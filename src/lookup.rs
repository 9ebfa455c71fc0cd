//! The symbol lookup engine.
//!
//! A lookup walks the scopes its requester's policy names, file by file in
//! scope order. Within one file the hash table yields candidates, each
//! graded against the version requirement; the first perfect match wins.
//! A single ambiguous match per file is accepted when no perfect one
//! exists; two or more fail the lookup with a scope-ambiguity error.

use crate::arch::ElfSymbol;
use crate::engine::Rtld;
use crate::error::scope_ambiguous_error;
use crate::file::{ImageId, LookupPolicy};
use crate::hash::Hashes;
use crate::version::{symbol_version_matches, VersionMatch, VersionRef};
use crate::Result;
use alloc::ffi::CString;
use alloc::format;
use alloc::vec::Vec;
use core::ffi::CStr;

bitflags::bitflags! {
    #[derive(Clone, Copy, PartialEq, Eq, Debug)]
    pub struct LookupFlags: u32 {
        /// Skip the main executable. Copy relocations re-resolve their
        /// symbol with this set so the copied definition is found, not the
        /// executable's own placeholder.
        const NO_EXEC = 1;
    }
}

/// A successful lookup: the defining file and its symbol record.
#[derive(Clone, Copy, Debug)]
pub struct LookupResult {
    pub file: ImageId,
    pub symbol: &'static ElfSymbol,
}

impl LookupResult {
    /// Runtime address of the definition.
    pub fn address(&self, rtld: &Rtld) -> usize {
        rtld.file(self.file).load_base + self.symbol.st_value()
    }
}

/// Search one scope, in order. `requester` drives the hidden/local version
/// rules and receives the GC back-reference when the match lands in
/// another file.
///
/// `Ok(None)` means no file in the scope defines the name;
/// `Err(ScopeAmbiguous)` means one file offered two or more versioned
/// definitions with nothing to pick between them.
pub(crate) fn lookup_in_scope(
    rtld: &mut Rtld,
    requester: Option<ImageId>,
    name: &CStr,
    ver: Option<&VersionRef<'_>>,
    hashes: &Hashes,
    flags: LookupFlags,
    scope: &[ImageId],
) -> Result<Option<LookupResult>> {
    for &cur in scope {
        if flags.contains(LookupFlags::NO_EXEC) && rtld.file(cur).is_executable {
            continue;
        }
        let found = {
            let file = rtld.file(cur);
            let same_file = requester == Some(cur);
            let mut n_ambiguous = 0u32;
            let mut last_ambiguous = None;
            let mut perfect = None;
            for idx in file.symbols.candidates(name, hashes) {
                match symbol_version_matches(&file.symbols, &file.name, same_file, ver, idx) {
                    VersionMatch::Perfect => {
                        perfect = Some(idx);
                        break;
                    }
                    VersionMatch::Ambiguous => {
                        n_ambiguous += 1;
                        last_ambiguous = Some(idx);
                    }
                    VersionMatch::Bad => {}
                }
            }
            if perfect.is_none() && n_ambiguous > 1 {
                return Err(scope_ambiguous_error(format!(
                    "{} versioned definitions of {:?} in {:?} and no perfect match",
                    n_ambiguous, name, file.name
                )));
            }
            // a single ambiguous match is not really ambiguous
            perfect.or(last_ambiguous)
        };
        if let Some(idx) = found {
            let symbol = rtld.file(cur).symbols.symbol(idx);
            if let Some(from) = requester {
                if from != cur {
                    let from_file = rtld.file_mut(from);
                    if !from_file.symbols_resolved_in.contains(&cur) {
                        from_file.symbols_resolved_in.push(cur);
                    }
                    log::trace!(target: "symbol-ok",
                        "resolved {:?} in {:?} from {:?}",
                        name,
                        rtld.file(cur).name,
                        rtld.file(from).name
                    );
                }
            }
            return Ok(Some(LookupResult { file: cur, symbol }));
        }
    }
    Ok(None)
}

/// A full lookup starting from `requester`, honoring its scope policy and
/// its namespace's symbol remap table.
pub(crate) fn lookup(
    rtld: &mut Rtld,
    requester: ImageId,
    name: &CStr,
    ver: Option<&VersionRef<'_>>,
    flags: LookupFlags,
) -> Result<Option<LookupResult>> {
    let context = rtld.file(requester).context;

    // Remapping may rewrite both the symbol and the version name. The
    // remapped strings are copied out so the namespace borrow ends before
    // the scope walk mutates back-references.
    let (name_owned, ver_name_owned): (CString, Option<CString>) = {
        let ns = rtld.context(context);
        let (n, v) = ns.remap_symbol(name, ver.map(|req| req.name));
        (n.into(), v.map(|cstr| cstr.into()))
    };
    let remapped_ver = match (ver, &ver_name_owned) {
        (Some(req), Some(ver_name)) if ver_name.as_c_str() != req.name => {
            Some(VersionRef::new(ver_name.as_c_str(), req.file))
        }
        (Some(req), _) => Some(*req),
        (None, _) => None,
    };

    let hashes = Hashes::of(name_owned.to_bytes());
    let (first, second): (Vec<ImageId>, Vec<ImageId>) = {
        let file = rtld.file(requester);
        let local = file.local_scope.clone();
        let global = rtld.context(context).global_scope.clone();
        match file.lookup_policy {
            LookupPolicy::LocalThenGlobal => (local, global),
            LookupPolicy::GlobalThenLocal => (global, local),
            LookupPolicy::GlobalOnly => (global, Vec::new()),
            LookupPolicy::LocalOnly => (local, Vec::new()),
        }
    };

    if let Some(found) = lookup_in_scope(
        rtld,
        Some(requester),
        &name_owned,
        remapped_ver.as_ref(),
        &hashes,
        flags,
        &first,
    )? {
        return Ok(Some(found));
    }
    lookup_in_scope(
        rtld,
        Some(requester),
        &name_owned,
        remapped_ver.as_ref(),
        &hashes,
        flags,
        &second,
    )
}

/// Look a name up inside a single file, ignoring scopes and versions.
/// Returns the first defined candidate. Used by the libc patch layer and
/// by dl_addr's nearest-symbol search.
pub(crate) fn lookup_local(rtld: &Rtld, id: ImageId, name: &CStr) -> Option<&'static ElfSymbol> {
    let file = rtld.file(id);
    let hashes = Hashes::of(name.to_bytes());
    let idx = file.symbols.candidates(name, &hashes).next()?;
    Some(file.symbols.symbol(idx))
}

#[cfg(test)]
mod tests {
    use super::*;
    use crate::testutil;
    use crate::Error;

    #[test]
    fn first_file_in_scope_wins() {
        let (mut rtld, ctx) = testutil::engine();
        let a = rtld.insert_file(testutil::image(ctx, "liba", 0x100000, &[("foo", 0x10)]));
        let b = rtld.insert_file(testutil::image(ctx, "libb", 0x200000, &[("foo", 0x20)]));
        let hashes = Hashes::of(b"foo");
        let found = lookup_in_scope(
            &mut rtld,
            None,
            c"foo",
            None,
            &hashes,
            LookupFlags::empty(),
            &[a, b],
        )
        .unwrap()
        .unwrap();
        assert_eq!(found.file, a);
        assert_eq!(found.address(&rtld), 0x100010);

        let found = lookup_in_scope(
            &mut rtld,
            None,
            c"foo",
            None,
            &hashes,
            LookupFlags::empty(),
            &[b, a],
        )
        .unwrap()
        .unwrap();
        assert_eq!(found.file, b);
        assert_eq!(found.address(&rtld), 0x200020);
    }

    #[test]
    fn resolving_elsewhere_records_the_back_reference() {
        let (mut rtld, ctx) = testutil::engine();
        let asker = rtld.insert_file(testutil::image(ctx, "asker", 0x100000, &[]));
        let def = rtld.insert_file(testutil::image(ctx, "def", 0x200000, &[("foo", 0x20)]));
        let hashes = Hashes::of(b"foo");
        let found = lookup_in_scope(
            &mut rtld,
            Some(asker),
            c"foo",
            None,
            &hashes,
            LookupFlags::empty(),
            &[asker, def],
        )
        .unwrap()
        .unwrap();
        assert_eq!(found.file, def);
        assert_eq!(rtld.file(asker).symbols_resolved_in, alloc::vec![def]);

        // resolving within the requester itself records nothing
        let own = rtld.insert_file(testutil::image(ctx, "own", 0x300000, &[("bar", 0x30)]));
        let hashes = Hashes::of(b"bar");
        lookup_in_scope(
            &mut rtld,
            Some(own),
            c"bar",
            None,
            &hashes,
            LookupFlags::empty(),
            &[own],
        )
        .unwrap()
        .unwrap();
        assert!(rtld.file(own).symbols_resolved_in.is_empty());
    }

    #[test]
    fn no_exec_skips_the_main_executable() {
        let (mut rtld, ctx) = testutil::engine();
        let exec = rtld.insert_file(testutil::image(ctx, "main", 0x100000, &[("stdin", 0x10)]));
        rtld.file_mut(exec).is_executable = true;
        let libc = rtld.insert_file(testutil::image(ctx, "libc", 0x200000, &[("stdin", 0x20)]));
        let hashes = Hashes::of(b"stdin");
        let found = lookup_in_scope(
            &mut rtld,
            None,
            c"stdin",
            None,
            &hashes,
            LookupFlags::NO_EXEC,
            &[exec, libc],
        )
        .unwrap()
        .unwrap();
        assert_eq!(found.file, libc);
    }

    #[test]
    fn policy_selects_scope_order() {
        let (mut rtld, ctx) = testutil::engine();
        let asker = rtld.insert_file(testutil::image(ctx, "asker", 0x100000, &[]));
        let global_def =
            rtld.insert_file(testutil::image(ctx, "global", 0x200000, &[("foo", 0x20)]));
        let local_def =
            rtld.insert_file(testutil::image(ctx, "local", 0x300000, &[("foo", 0x30)]));
        rtld.context_mut(ctx).global_scope = alloc::vec![global_def];
        rtld.file_mut(asker).local_scope = alloc::vec![asker, local_def];

        rtld.file_mut(asker).lookup_policy = LookupPolicy::GlobalThenLocal;
        let found = lookup(&mut rtld, asker, c"foo", None, LookupFlags::empty())
            .unwrap()
            .unwrap();
        assert_eq!(found.file, global_def);

        rtld.file_mut(asker).lookup_policy = LookupPolicy::LocalThenGlobal;
        let found = lookup(&mut rtld, asker, c"foo", None, LookupFlags::empty())
            .unwrap()
            .unwrap();
        assert_eq!(found.file, local_def);

        rtld.file_mut(asker).lookup_policy = LookupPolicy::LocalOnly;
        assert!(lookup(&mut rtld, asker, c"bar", None, LookupFlags::empty())
            .unwrap()
            .is_none());
    }

    #[test]
    fn one_versioned_definition_is_accepted_for_an_unversioned_request() {
        let (mut rtld, ctx) = testutil::engine();
        // a single non-base versioned definition and no perfect match
        let def = rtld.insert_file(testutil::image_with_versym(
            ctx,
            "libv",
            0x100000,
            &[("memcpy", 0x40)],
            alloc::vec![0, 2],
        ));
        let hashes = Hashes::of(b"memcpy");
        let found = lookup_in_scope(
            &mut rtld,
            None,
            c"memcpy",
            None,
            &hashes,
            LookupFlags::empty(),
            &[def],
        )
        .unwrap()
        .unwrap();
        assert_eq!(found.file, def);
    }

    #[test]
    fn two_versioned_definitions_fail_the_lookup() {
        let (mut rtld, ctx) = testutil::engine();
        // two non-base versioned definitions of the same name, no base
        // entry: nothing to pick between them
        let def = rtld.insert_file(testutil::image_with_versym(
            ctx,
            "libv",
            0x100000,
            &[("memcpy", 0x40), ("memcpy", 0x80)],
            alloc::vec![0, 2, 3],
        ));
        let hashes = Hashes::of(b"memcpy");
        let err = lookup_in_scope(
            &mut rtld,
            None,
            c"memcpy",
            None,
            &hashes,
            LookupFlags::empty(),
            &[def],
        )
        .unwrap_err();
        assert!(matches!(err, Error::ScopeAmbiguous { .. }));
    }
}
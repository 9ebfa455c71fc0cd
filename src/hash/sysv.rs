//! Traditional SysV ELF hash table.

/// A parsed SysV hash table
///
/// Layout is `nbucket, nchain, bucket[nbucket], chain[nchain]`; both
/// arrays hold symbol table indices and index zero terminates a chain.
pub(crate) struct ElfSysvHash {
    /// Number of bucket entries.
    nbucket: u32,
    /// Number of chain entries, equal to the symbol count.
    nchain: u32,
    /// Pointer to the bucket array.
    buckets: *const u32,
    /// Pointer to the chain array.
    chains: *const u32,
}

impl ElfSysvHash {
    /// Parse a SysV hash table from raw memory
    ///
    /// # Arguments
    /// * `ptr` - Pointer to the mapped hash table data
    ///
    /// # Returns
    /// An ElfSysvHash instance representing the parsed table
    pub(crate) fn parse(ptr: *const u32) -> ElfSysvHash {
        unsafe {
            let nbucket = ptr.read();
            let nchain = ptr.add(1).read();
            ElfSysvHash {
                nbucket,
                nchain,
                buckets: ptr.add(2),
                chains: ptr.add(2 + nbucket as usize),
            }
        }
    }

    /// Get the number of symbols in the symbol table
    ///
    /// The chain array is exactly as long as the symbol table, so the
    /// count is stored directly in the header.
    ///
    /// # Returns
    /// The number of symbols in the symbol table
    #[inline]
    pub(crate) fn count_syms(&self) -> usize {
        self.nchain as usize
    }

    /// Get the first symbol index for a hash value
    ///
    /// # Arguments
    /// * `hash` - The SysV hash of the queried name
    ///
    /// # Returns
    /// The symbol index starting the chain, zero when the bucket is empty
    #[inline]
    fn bucket(&self, hash: u32) -> usize {
        unsafe {
            self.buckets
                .add(hash as usize % self.nbucket as usize)
                .read() as usize
        }
    }

    /// Get the chain successor of a symbol index
    ///
    /// # Arguments
    /// * `idx` - The current symbol index
    ///
    /// # Returns
    /// The next symbol index on the chain, zero at the end
    #[inline]
    fn chain(&self, idx: usize) -> usize {
        unsafe { self.chains.add(idx).read() as usize }
    }
}

/// Walks one SysV hash chain, yielding every symbol index on it. Name
/// comparison happens in the caller; the SysV table stores no hashes to
/// pre-filter on.
pub(crate) struct SysvChainIter<'tab> {
    table: &'tab ElfSysvHash,
    current: usize,
}

impl<'tab> SysvChainIter<'tab> {
    /// Create a chain iterator for one query
    ///
    /// # Arguments
    /// * `table` - The SysV hash table to walk
    /// * `hash` - The SysV hash of the queried name
    ///
    /// # Returns
    /// A new SysvChainIter instance starting at the bucket for `hash`
    pub(crate) fn new(table: &'tab ElfSysvHash, hash: u32) -> SysvChainIter<'tab> {
        SysvChainIter {
            table,
            current: table.bucket(hash),
        }
    }
}

impl Iterator for SysvChainIter<'_> {
    type Item = usize;

    fn next(&mut self) -> Option<usize> {
        let index = self.current;
        if index == 0 {
            return None;
        }
        self.current = self.table.chain(index);
        Some(index)
    }
}
/// Reconcile the calling thread's DTV with the link map: free blocks of
/// unloaded modules, reset reloaded ones, and grow the vector when new
/// modules exceed its capacity.
fn update_dtv(rtld: &Rtld) {
    let tp = crate::arch::thread_pointer();
    let dtv = current_dtv();
    let capacity = unsafe { (*dtv.sub(1)).value };
    let global_gen = TLS_GEN.load(Ordering::Acquire);
    debug_assert!(
        unsafe { (*dtv).generation() } != global_gen,
        "dtv update without a stale dtv"
    );

    unsafe {
        for module in 1..=capacity {
            let entry = &mut *dtv.add(module);
            if entry.value == 0 {
                continue;
            }
            let file = rtld.find_by_module(module);
            let template_gen = file.and_then(|id| rtld.file(id).tls.map(|tls| tls.r#gen));
            if template_gen == Some(entry.generation()) {
                // entry is current
                continue;
            }
            // the module was unloaded, or unloaded and replaced
            if !entry.is_static() {
                free_module_block(entry.value);
            }
            entry.set(0, false, 0);
        }
    }

    if rtld.tls_n_dtv <= capacity {
        unsafe {
            (*dtv).set((*dtv).value, (*dtv).is_static(), global_gen);
        }
        return;
    }

    // grow: allocate the right-sized vector and carry the live slots over
    dtv_allocate(rtld, tp);
    let new_dtv = current_dtv();
    unsafe {
        for module in 1..=capacity {
            *new_dtv.add(module) = *dtv.add(module);
        }
        (*new_dtv).set(0, false, global_gen);
        dealloc(dtv.sub(1) as *mut u8, dtv_layout(capacity));
    }
}

/// Total thread TLS footprint handed to the pthread library: static area
/// plus the thread control block, and its alignment.
pub(crate) fn static_info(rtld: &Rtld) -> (usize, usize) {
    (rtld.tls_static_size + TCB_SIZE, rtld.tls_static_align)
}
//! The process-wide linker state.
//!
//! One [`Rtld`] value owns every mapped file and namespace. Files live in
//! an arena keyed by [`ImageId`]; the ordered link map is a separate list
//! of ids with the main executable pinned at the head for debugger
//! compatibility. The single global instance sits behind the engine futex,
//! accessed through [`GlobalRtld::lock`].

use crate::context::Namespace;
use crate::file::{ContextId, ElfImage, Event, ImageId};
use crate::futex::Futex;
use alloc::ffi::CString;
use alloc::vec::Vec;
use core::cell::UnsafeCell;
use core::ffi::CStr;
use core::ops::{Deref, DerefMut};
use hashbrown::HashMap;

pub struct Rtld {
    files: HashMap<ImageId, ElfImage>,
    next_file: u32,
    /// Ordered link map. Head is the main executable, when there is one.
    pub link_map: Vec<ImageId>,
    contexts: HashMap<ContextId, Namespace>,
    next_context: u32,

    /// Resolve every relocation at load time (LD_BIND_NOW).
    pub bind_now: bool,
    /// Load base of the interpreter itself.
    pub ldso_base: usize,
    /// The interpreter's own entry on the link map, shared by every
    /// namespace.
    pub ldso: Option<ImageId>,
    /// Set once the program has been handed control; from then on the
    /// static TLS area cannot grow.
    pub startup_done: bool,

    /// Total size of the static TLS block, fixed at startup.
    pub tls_static_size: usize,
    /// Alignment of the static TLS block.
    pub tls_static_align: usize,
    /// Number of DTV slots currently spoken for.
    pub tls_n_dtv: usize,

    /// Counters handed out through dl_iterate_phdr so callers can cache.
    pub n_added: u64,
    pub n_removed: u64,

    /// LD_LIBRARY_PATH captured from the kernel handoff.
    pub ld_library_path: Option<CString>,
    /// Top of the main stack, exported to libc.
    pub stack_end: usize,
    /// vDSO syscall gate from the aux vector.
    pub sysinfo: usize,

    /// Per-thread dlerror strings, keyed by thread pointer. The bool marks
    /// a string already handed out; it stays allocated so the pointer the
    /// caller got remains valid until the next error replaces it.
    errors: HashMap<usize, (CString, bool)>,
}

impl Rtld {
    pub fn new() -> Rtld {
        Rtld {
            files: HashMap::new(),
            next_file: 1,
            link_map: Vec::new(),
            contexts: HashMap::new(),
            next_context: 1,
            bind_now: false,
            ldso_base: 0,
            ldso: None,
            startup_done: false,
            tls_static_size: 0,
            tls_static_align: 1,
            tls_n_dtv: 0,
            n_added: 0,
            n_removed: 0,
            ld_library_path: None,
            stack_end: 0,
            sysinfo: 0,
            errors: HashMap::new(),
        }
    }

    /// Register a freshly mapped file: assign its id and append it to the
    /// link map tail.
    pub fn insert_file(&mut self, file: ElfImage) -> ImageId {
        let id = ImageId(self.next_file);
        self.next_file += 1;
        self.files.insert(id, file);
        self.link_map.push(id);
        self.n_added += 1;
        id
    }

    /// Take a file off the ordered link map while keeping its record in
    /// the arena; the unload path still needs it for destructors and
    /// unmapping.
    pub fn unlink_file(&mut self, id: ImageId) {
        if let Some(pos) = self.link_map.iter().position(|cur| *cur == id) {
            self.link_map.remove(pos);
            self.n_removed += 1;
        }
    }

    /// Drop a file from the arena and the link map. The caller has already
    /// unmapped its segments.
    pub fn remove_file(&mut self, id: ImageId) -> Option<ElfImage> {
        self.unlink_file(id);
        self.files.remove(&id)
    }

    #[inline]
    pub fn file(&self, id: ImageId) -> &ElfImage {
        self.files.get(&id).expect("stale image id")
    }

    #[inline]
    pub fn file_mut(&mut self, id: ImageId) -> &mut ElfImage {
        self.files.get_mut(&id).expect("stale image id")
    }

    #[inline]
    pub fn try_file(&self, id: ImageId) -> Option<&ElfImage> {
        self.files.get(&id)
    }

    pub fn new_context(&mut self, namespace: Namespace) -> ContextId {
        let id = ContextId(self.next_context);
        self.next_context += 1;
        self.contexts.insert(id, namespace);
        id
    }

    #[inline]
    pub fn context(&self, id: ContextId) -> &Namespace {
        self.contexts.get(&id).expect("stale context id")
    }

    #[inline]
    pub fn context_mut(&mut self, id: ContextId) -> &mut Namespace {
        self.contexts.get_mut(&id).expect("stale context id")
    }

    /// A namespace dies with its last file. The interpreter is shared and
    /// does not keep a namespace alive.
    pub fn delete_context_if_empty(&mut self, id: ContextId) {
        let in_use = self.link_map.iter().any(|cur| {
            self.file(*cur).context == id && Some(*cur) != self.ldso
        });
        if !in_use {
            self.contexts.remove(&id);
        }
    }

    /// Find a loaded file by display name within one namespace.
    pub fn find_by_name(&self, context: ContextId, name: &CStr) -> Option<ImageId> {
        self.link_map
            .iter()
            .copied()
            .find(|id| {
                let file = self.file(*id);
                file.context == context && file.name.as_c_str() == name
            })
    }

    /// Find a loaded file by device and inode within one namespace.
    pub fn find_by_dev_ino(&self, context: ContextId, dev: u64, ino: u64) -> Option<ImageId> {
        self.link_map.iter().copied().find(|id| {
            let file = self.file(*id);
            file.context == context && file.dev == dev && file.ino == ino
        })
    }

    /// Find the file whose mapped span contains `addr`.
    pub fn find_by_addr(&self, addr: usize) -> Option<ImageId> {
        self.link_map
            .iter()
            .copied()
            .find(|id| self.file(*id).spans(addr))
    }

    /// Find the TLS-bearing file owning a module index.
    pub fn find_by_module(&self, module: usize) -> Option<ImageId> {
        self.link_map.iter().copied().find(|id| {
            self.file(*id)
                .tls
                .map(|tls| tls.index == module)
                .unwrap_or(false)
        })
    }

    /// The main executable, if this process has one on the link map.
    pub fn executable(&self) -> Option<ImageId> {
        self.link_map
            .iter()
            .copied()
            .find(|id| self.file(*id).is_executable)
    }

    /// Deliver an event to the file's namespace observers.
    pub fn notify(&self, id: ImageId, event: Event) {
        let context = self.file(id).context;
        self.context(context).notify(id, event);
    }

    /// Record the calling thread's error string.
    pub fn set_error(&mut self, msg: CString) {
        let key = crate::arch::thread_pointer();
        self.errors.insert(key, (msg, false));
    }

    /// Return-and-clear the calling thread's error string. The returned
    /// pointer stays valid until the thread's next error.
    pub fn consume_error(&mut self) -> Option<*const core::ffi::c_char> {
        let key = crate::arch::thread_pointer();
        let (msg, consumed) = self.errors.get_mut(&key)?;
        if *consumed {
            return None;
        }
        *consumed = true;
        Some(msg.as_ptr())
    }

    /// The calling thread's pending error, for in-process callers.
    pub fn take_error(&mut self) -> Option<CString> {
        let key = crate::arch::thread_pointer();
        let (msg, consumed) = self.errors.get_mut(&key)?;
        if *consumed {
            return None;
        }
        *consumed = true;
        Some(msg.clone())
    }
}

impl Default for Rtld {
    fn default() -> Self {
        Rtld::new()
    }
}

/// The single engine instance plus the futex serializing access to it.
pub struct GlobalRtld {
    mutex: Futex,
    inner: UnsafeCell<Option<Rtld>>,
}

// All access to `inner` happens through `lock`.
unsafe impl Sync for GlobalRtld {}

pub static RTLD: GlobalRtld = GlobalRtld::new();

impl GlobalRtld {
    const fn new() -> GlobalRtld {
        GlobalRtld {
            mutex: Futex::new(),
            inner: UnsafeCell::new(None),
        }
    }

    /// Install the engine state. Called once during bootstrap, before any
    /// other thread can exist.
    pub fn init(&self, rtld: Rtld) {
        self.mutex.lock();
        unsafe {
            *self.inner.get() = Some(rtld);
        }
        self.mutex.unlock();
    }

    /// Take the engine lock and hand out the state.
    pub fn lock(&self) -> RtldGuard<'_> {
        self.mutex.lock();
        RtldGuard { global: self }
    }
}

pub struct RtldGuard<'a> {
    global: &'a GlobalRtld,
}

impl Deref for RtldGuard<'_> {
    type Target = Rtld;

    fn deref(&self) -> &Rtld {
        unsafe {
            (*self.global.inner.get())
                .as_ref()
                .expect("engine used before bootstrap")
        }
    }
}

impl DerefMut for RtldGuard<'_> {
    fn deref_mut(&mut self) -> &mut Rtld {
        unsafe {
            (*self.global.inner.get())
                .as_mut()
                .expect("engine used before bootstrap")
        }
    }
}

impl Drop for RtldGuard<'_> {
    fn drop(&mut self) {
        self.global.mutex.unlock();
    }
}

#[cfg(test)]
mod tests {
    use super::*;
    use crate::testutil;

    #[test]
    fn link_map_keeps_insertion_order_and_counters() {
        let (mut rtld, ctx) = testutil::engine();
        let a = rtld.insert_file(testutil::image(ctx, "a", 0x100000, &[]));
        let b = rtld.insert_file(testutil::image(ctx, "b", 0x200000, &[]));
        assert_eq!(rtld.link_map, alloc::vec![a, b]);
        assert_eq!(rtld.n_added, 2);
        rtld.remove_file(a);
        assert_eq!(rtld.link_map, alloc::vec![b]);
        assert_eq!(rtld.n_removed, 1);
        assert!(rtld.try_file(a).is_none());
    }

    #[test]
    fn files_are_found_by_name_and_identity() {
        let (mut rtld, ctx) = testutil::engine();
        let a = rtld.insert_file(testutil::image(ctx, "liba.so", 0x100000, &[]));
        assert_eq!(rtld.find_by_name(ctx, c"liba.so"), Some(a));
        assert_eq!(rtld.find_by_name(ctx, c"libz.so"), None);
        let (dev, ino) = {
            let file = rtld.file(a);
            (file.dev, file.ino)
        };
        assert_eq!(rtld.find_by_dev_ino(ctx, dev, ino), Some(a));
        // identity lookups are per-namespace
        let other = rtld.new_context(crate::context::Namespace::new(
            0,
            core::ptr::null(),
            core::ptr::null(),
        ));
        assert_eq!(rtld.find_by_dev_ino(other, dev, ino), None);
    }

    #[test]
    fn executable_is_the_link_map_head() {
        let (mut rtld, ctx) = testutil::engine();
        let exec = rtld.insert_file(testutil::image(ctx, "main", 0x100000, &[]));
        rtld.file_mut(exec).is_executable = true;
        rtld.insert_file(testutil::image(ctx, "liba", 0x200000, &[]));
        assert_eq!(rtld.executable(), Some(exec));
        assert_eq!(rtld.link_map[0], exec);
    }
}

★ ★ ★ ★ ★ ★ ★

◆ **Required action**:
Every line above that holds the string "more" counts once. State how many such lines there are, as a number alone.

◆ **Finished task**:
2